impl TreeNode {
    fn new(name: String, parent: Option<NodeId>) -> Self {
        Self {
            name,
            parent,
            children: Vec::new(),
            value: NodeValue::Empty,
            plugin: None,
            properties: OnceLock::new(),
            path: OnceLock::new(),
            full_path: OnceLock::new(),
        }
    }

    pub fn name(&self) -> &str {
        &self.name
    }

    pub fn parent(&self) -> Option<NodeId> {
        self.parent
    }

    pub fn children(&self) -> &[NodeId] {
        &self.children
    }

    pub fn value(&self) -> &NodeValue {
        &self.value
    }

    pub fn node_type(&self) -> NodeType {
        self.value.node_type()
    }

    pub fn plugin(&self) -> Option<&Arc<Plugin>> {
        self.plugin.as_ref()
    }

    pub fn has_properties(&self) -> bool {
        self.properties.get().is_some_and(|p| !p.is_empty())
    }

    /// Extended properties, allocated on first access.
    pub fn properties(&self) -> &PropertyCollection {
        self.properties.get_or_init(PropertyCollection::new)
    }

    fn invalidate_paths(&mut self) {
        self.path = OnceLock::new();
        self.full_path = OnceLock::new();
    }
}

/// Arena-based plugin tree.
///
/// Uses a generational arena for memory-safe node references. The tree is
/// mutated while plugins load and read concurrently afterwards.
#[derive(Debug)]
pub struct PluginTree {
    arena: Arena<TreeNode>,
    root: NodeId,
}

impl Default for PluginTree {
    fn default() -> Self {
        Self::new()
    }
}

impl PluginTree {
    pub fn new() -> Self {
        let mut arena = Arena::new();
        let root = NodeId(arena.insert(TreeNode::new(ROOT_NAME.to_string(), None)));
        Self { arena, root }
    }

    pub fn root(&self) -> NodeId {
        self.root
    }

    pub fn node(&self, id: NodeId) -> Option<&TreeNode> {
        self.arena.get(id.0)
    }

    fn node_or_err(&self, id: NodeId) -> DomainResult<&TreeNode> {
        self.node(id)
            .ok_or_else(|| DomainError::NodeNotFound(format!("{:?}", id)))
    }

    fn node_mut(&mut self, id: NodeId) -> DomainResult<&mut TreeNode> {
        self.arena
            .get_mut(id.0)
            .ok_or_else(|| DomainError::NodeNotFound(format!("{:?}", id)))
    }

    pub fn contains(&self, id: NodeId) -> bool {
        self.arena.contains(id.0)
    }

    pub fn len(&self) -> usize {
        self.arena.len()
    }

    pub fn is_empty(&self) -> bool {
        self.arena.is_empty()
    }

    /// Add a named child under `parent` and set its value.
    #[instrument(level = "trace", skip(self, value))]
    pub fn add_node(
        &mut self,
        parent: NodeId,
        name: &str,
        value: impl Into<NodeValue>,
    ) -> DomainResult<NodeId> {
        if name.trim().is_empty() || name.contains('/') || name == "." || name == ".." {
            return Err(DomainError::InvalidName(name.to_string()));
        }
        self.node_or_err(parent)?;
        if self.child(parent, name).is_some() {
            return Err(DomainError::DuplicateChild {
                parent: self.full_path(parent).unwrap_or_default().to_string(),
                name: name.to_string(),
            });
        }

        let id = NodeId(self.arena.insert(TreeNode::new(name.to_string(), Some(parent))));
        self.node_mut(parent)?.children.push(id);
        if let Err(e) = self.set_value(id, value) {
            self.unlink(id)?;
            self.arena.remove(id.0);
            return Err(e);
        }
        Ok(id)
    }

    /// Named child lookup among the direct children of `parent`.
    pub fn child(&self, parent: NodeId, name: &str) -> Option<NodeId> {
        self.node(parent)?
            .children
            .iter()
            .copied()
            .find(|&c| self.node(c).is_some_and(|n| n.name.eq_ignore_ascii_case(name)))
    }

    /// Navigate from `origin` along one path string.
    pub fn find(&self, origin: NodeId, path: &str) -> Option<NodeId> {
        self.find_all(origin, &[path])
    }

    /// Apply several path strings in order to a moving cursor.
    ///
    /// Blank strings are skipped. Any failing step aborts the whole walk.
    #[instrument(level = "trace", skip(self))]
    pub fn find_all(&self, origin: NodeId, paths: &[&str]) -> Option<NodeId> {
        if paths.is_empty() || !self.contains(origin) {
            return None;
        }

        let mut cursor = origin;
        for path in paths {
            for segment in segments(path) {
                cursor = match segment {
                    Segment::Root => self.root,
                    Segment::Current => cursor,
                    Segment::Parent => self.node(cursor)?.parent.unwrap_or(self.root),
                    Segment::Child(name) => self.child(cursor, name)?,
                };
            }
        }
        trace!("found {:?}", self.full_path(cursor));
        Some(cursor)
    }

    /// Path of the node including its own name, e.g. `/A/B`.
    pub fn full_path(&self, id: NodeId) -> Option<&str> {
        let node = self.node(id)?;
        let full = node.full_path.get_or_init(|| match node.parent {
            None => node.name.clone(),
            Some(parent) => {
                let parent_path = self.full_path(parent).unwrap_or_default();
                format!("{}/{}", parent_path.trim_end_matches('/'), node.name)
            }
        });
        Some(full.as_str())
    }

    /// Path of the node's parent; empty for the root.
    pub fn path(&self, id: NodeId) -> Option<&str> {
        let node = self.node(id)?;
        let path = node.path.get_or_init(|| match node.parent {
            None => String::new(),
            Some(parent) => self.full_path(parent).unwrap_or_default().to_string(),
        });
        Some(path.as_str())
    }

    /// Replace the value slot of a node.
    ///
    /// Builtins are bound to the node; a builtin already bound elsewhere is
    /// rejected. Objects get the node's declared properties applied right
    /// away, tolerating per-property failures.
    #[instrument(level = "trace", skip(self, value))]
    pub fn set_value(&mut self, id: NodeId, value: impl Into<NodeValue>) -> DomainResult<()> {
        let value = value.into();
        let node = self.node_mut(id)?;

        match value {
            NodeValue::Empty => {
                node.value = NodeValue::Empty;
                node.plugin = None;
            }
            NodeValue::Builtin(builtin) => {
                if let NodeValue::Builtin(current) = &node.value {
                    if Arc::ptr_eq(current, &builtin) {
                        return Ok(());
                    }
                }
                builtin.bind(id)?;
                node.plugin = builtin.plugin().cloned();
                node.value = NodeValue::Builtin(builtin);
            }
            NodeValue::Custom(custom) => {
                if let Some(properties) = node.properties.get() {
                    apply_properties(properties, &custom, &node.name);
                }
                node.value = NodeValue::Custom(custom);
                node.plugin = None;
            }
        }
        Ok(())
    }

    /// Mutable extended properties, allocated on first access.
    pub fn properties_mut(&mut self, id: NodeId) -> DomainResult<&mut PropertyCollection> {
        let node = self.node_mut(id)?;
        node.properties.get_or_init(PropertyCollection::new);
        node.properties
            .get_mut()
            .ok_or_else(|| DomainError::NodeNotFound(node.name.clone()))
    }

    /// Associate a plugin with a node that holds no builtin.
    pub fn set_plugin(&mut self, id: NodeId, plugin: Option<Arc<Plugin>>) -> DomainResult<()> {
        self.node_mut(id)?.plugin = plugin;
        Ok(())
    }

    /// Move a node (and its subtree) under a new parent.
    #[instrument(level = "debug", skip(self))]
    pub fn set_parent(&mut self, id: NodeId, parent: NodeId) -> DomainResult<()> {
        let node = self.node_or_err(id)?;
        if node.parent == Some(parent) {
            return Ok(());
        }
        if parent == id || self.ancestors(parent).any(|a| a == id) {
            return Err(DomainError::CyclicParent(node.name.clone()));
        }
        let name = node.name.clone();
        if self.child(parent, &name).is_some() {
            return Err(DomainError::DuplicateChild {
                parent: self.full_path(parent).unwrap_or_default().to_string(),
                name,
            });
        }

        self.unlink(id)?;
        self.node_mut(parent)?.children.push(id);
        self.node_mut(id)?.parent = Some(parent);
        self.invalidate_subtree(id);
        Ok(())
    }

    /// Detach a node from its parent, severing both directions of the link.
    #[instrument(level = "debug", skip(self))]
    pub fn detach(&mut self, id: NodeId) -> DomainResult<()> {
        if self.node_or_err(id)?.parent.is_none() {
            return Ok(());
        }
        self.unlink(id)?;
        self.node_mut(id)?.parent = None;
        self.invalidate_subtree(id);
        Ok(())
    }

    fn unlink(&mut self, id: NodeId) -> DomainResult<()> {
        if let Some(parent) = self.node_or_err(id)?.parent {
            self.node_mut(parent)?.children.retain(|&c| c != id);
        }
        Ok(())
    }

    fn invalidate_subtree(&mut self, id: NodeId) {
        let mut stack = vec![id];
        while let Some(current) = stack.pop() {
            if let Some(node) = self.arena.get_mut(current.0) {
                node.invalidate_paths();
                stack.extend(node.children.iter().copied());
            }
        }
    }

    /// Strict ancestors of a node, nearest first.
    pub fn ancestors(&self, id: NodeId) -> Ancestors<'_> {
        Ancestors {
            tree: self,
            next: self.node(id).and_then(|n| n.parent),
        }
    }

    /// Nearest ancestor holding a value: the node owning `id`'s value.
    pub fn owner_node(&self, id: NodeId) -> Option<NodeId> {
        self.ancestors(id)
            .find(|&a| self.node(a).is_some_and(|n| n.node_type() != NodeType::Empty))
    }

    pub fn iter(&self) -> TreeIterator<'_> {
        TreeIterator::new(self)
    }

    pub fn depth(&self) -> usize {
        self.calculate_depth(self.root)
    }

    fn calculate_depth(&self, id: NodeId) -> usize {
        if let Some(node) = self.node(id) {
            1 + node
                .children
                .iter()
                .map(|&child| self.calculate_depth(child))
                .max()
                .unwrap_or(0)
        } else {
            0
        }
    }

    /// Display adapter: `[NodeType]/full/path@plugin`, or the bare path.
    pub fn display(&self, id: NodeId) -> NodeDisplay<'_> {
        NodeDisplay { tree: self, id }
    }
}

• **Work task**
Read through the data and copy every line where "while" shows up.

• **Response to this task**
/// mutated while plugins load and read concurrently afterwards.
        while let Some(current) = stack.pop() {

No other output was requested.